Sands Cotai Central, which sits just across from Venetian Macau.

Updated Wednesday, June 4, 2014 | 3:27 p.m.

Officials with high-flying Las Vegas Sands Corp. raved about last year's financial results and were giddy about potential expansion in Asia during an annual shareholder meeting Wednesday.

Sands is on track to add thousands of hotel rooms by the end of next year after it completes a St. Regis Tower and a Paris-themed casino in the lucrative Chinese gambling enclave of Macau, according to CEO Sheldon Adelson. The company also has its eyes on Japan and South Korea.

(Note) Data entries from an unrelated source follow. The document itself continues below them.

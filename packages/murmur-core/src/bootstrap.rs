//! Application bootstrap and dependency wiring.
//!
//! This module contains the composition root - the single place where the
//! coordinator and its event transport are instantiated and wired
//! together. Hosts call [`bootstrap_services`] once per feed view and hold
//! the returned container for its lifetime.

use std::sync::Arc;

use tokio::sync::broadcast;
use tokio_util::sync::CancellationToken;

use crate::error::{MurmurError, MurmurResult};
use crate::events::{BroadcastEvent, BroadcastEventBridge, EventEmitter};
use crate::model::AutoplayConfig;
use crate::runtime::TokioSpawner;
use crate::services::FeedCoordinator;
use crate::state::Config;
use crate::transport::PageFetcher;

/// Container for all bootstrapped services.
#[derive(Clone)]
pub struct BootstrappedServices {
    /// Orchestrates the message stream and playback controllers.
    pub coordinator: Arc<FeedCoordinator>,
    /// Event bridge for emitting events to subscribers and optional
    /// external consumers.
    pub event_bridge: Arc<BroadcastEventBridge>,
    /// Broadcast channel sender for real-time events.
    pub broadcast_tx: broadcast::Sender<BroadcastEvent>,
    /// Task spawner for background operations.
    pub spawner: TokioSpawner,
    /// Cancellation token for graceful teardown.
    pub cancel_token: CancellationToken,
}

impl BootstrappedServices {
    /// Initiates graceful teardown of all services.
    ///
    /// Cancels background tasks and releases every mounted audio resource.
    pub fn shutdown(&self) {
        log::info!("[Bootstrap] Beginning graceful shutdown...");
        self.cancel_token.cancel();
        let released = self.coordinator.shutdown();
        log::info!("[Bootstrap] Shutdown complete ({} player(s))", released);
    }
}

/// Bootstraps the feed engine with its dependencies.
///
/// Wiring order matters - the broadcast bridge exists before the
/// coordinator so every coordinator event has a transport from the first
/// mutation on.
///
/// # Arguments
/// * `fetcher` - Paged query collaborator supplied by the host
/// * `autoplay` - Initial autoplay configuration
/// * `config` - Engine configuration
///
/// # Errors
///
/// Returns [`MurmurError::InvalidRequest`] if the configuration fails
/// validation.
///
/// # Panics
///
/// Panics if called outside of a Tokio runtime context (the spawner needs
/// a runtime handle).
pub fn bootstrap_services(
    fetcher: Arc<dyn PageFetcher>,
    autoplay: AutoplayConfig,
    config: &Config,
) -> MurmurResult<BootstrappedServices> {
    config.validate().map_err(MurmurError::InvalidRequest)?;

    let spawner = TokioSpawner::current();

    let (broadcast_tx, _) = broadcast::channel::<BroadcastEvent>(config.event_channel_capacity);
    let event_bridge = Arc::new(BroadcastEventBridge::with_sender(broadcast_tx.clone()));

    let cancel_token = CancellationToken::new();

    let coordinator = Arc::new(FeedCoordinator::new(
        fetcher,
        autoplay,
        Arc::clone(&event_bridge) as Arc<dyn EventEmitter>,
        config.clone(),
        cancel_token.child_token(),
    ));

    Ok(BootstrappedServices {
        coordinator,
        event_bridge,
        broadcast_tx,
        spawner,
        cancel_token,
    })
}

"They present the most promising and meaningful development opportunities in the world," Adelson said of the Asian nations, adding that casinos would help their host countries by attracting investment, increasing employment and expanding their tourist appeal.

Properties in Asia have driven much of the company's revenue growth. In the quarter that ended March 31, Sands' net income climbed 36 percent compared with the same period last year. Revenue rose 21 percent to $4 billion.

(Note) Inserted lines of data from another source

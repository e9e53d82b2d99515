//! Autoplay decision logic.
//!
//! A pure function of the current ordered message sequence and the autoplay
//! configuration. No hidden state, no memoization - the same inputs always
//! produce the same answer, and the coordinator re-runs it from scratch
//! after every store or config mutation. Exactly-once dispatch is the
//! coordinator's job, not this module's.

use crate::model::{AutoplayConfig, AutoplayDirection, Message};

/// Computes which single message, if any, qualifies for automatic playback.
///
/// Scans `messages` head to tail:
/// - `Existing`: first message created strictly before the anchor.
/// - `Incoming`: first message created strictly after the anchor.
/// - `None`: never selects anything.
///
/// "First" is first by stream position, not by timestamp magnitude; a
/// message created exactly at the anchor never qualifies in either
/// direction.
#[must_use]
pub fn decide(messages: &[Message], config: &AutoplayConfig) -> Option<String> {
    let anchor = config.anchor_timestamp;
    match config.direction {
        AutoplayDirection::None => None,
        AutoplayDirection::Existing => messages
            .iter()
            .find(|m| m.created_at < anchor)
            .map(|m| m.id.clone()),
        AutoplayDirection::Incoming => messages
            .iter()
            .find(|m| m.created_at > anchor)
            .map(|m| m.id.clone()),
    }
}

Adelson, one of the world's richest men, also used the meeting to reiterate that he is "very, very much against Internet gaming." The fight against online gambling has become a signature issue for the casino mogul, who supports a federal ban on the practice and is bankrolling a coalition against it.

He framed the matter as a moral issue, saying he didn't want poor families to have such easy access to casinos. But he also made a business case for his crusade.

"Once the employment of land-based casinos is done away with by Internet casinos, they can't be replaced," he told investors.

Adelson said the company is enlisting a search firm to find a replacement for 76-year-old President Michael Leven, who announced last month that he plans to retire at the end of the year.

But asked whether he was looking for a successor on account of his age, the 80-year-old Adelson said he has no plans to step aside.

"80 is the new 60," he quipped.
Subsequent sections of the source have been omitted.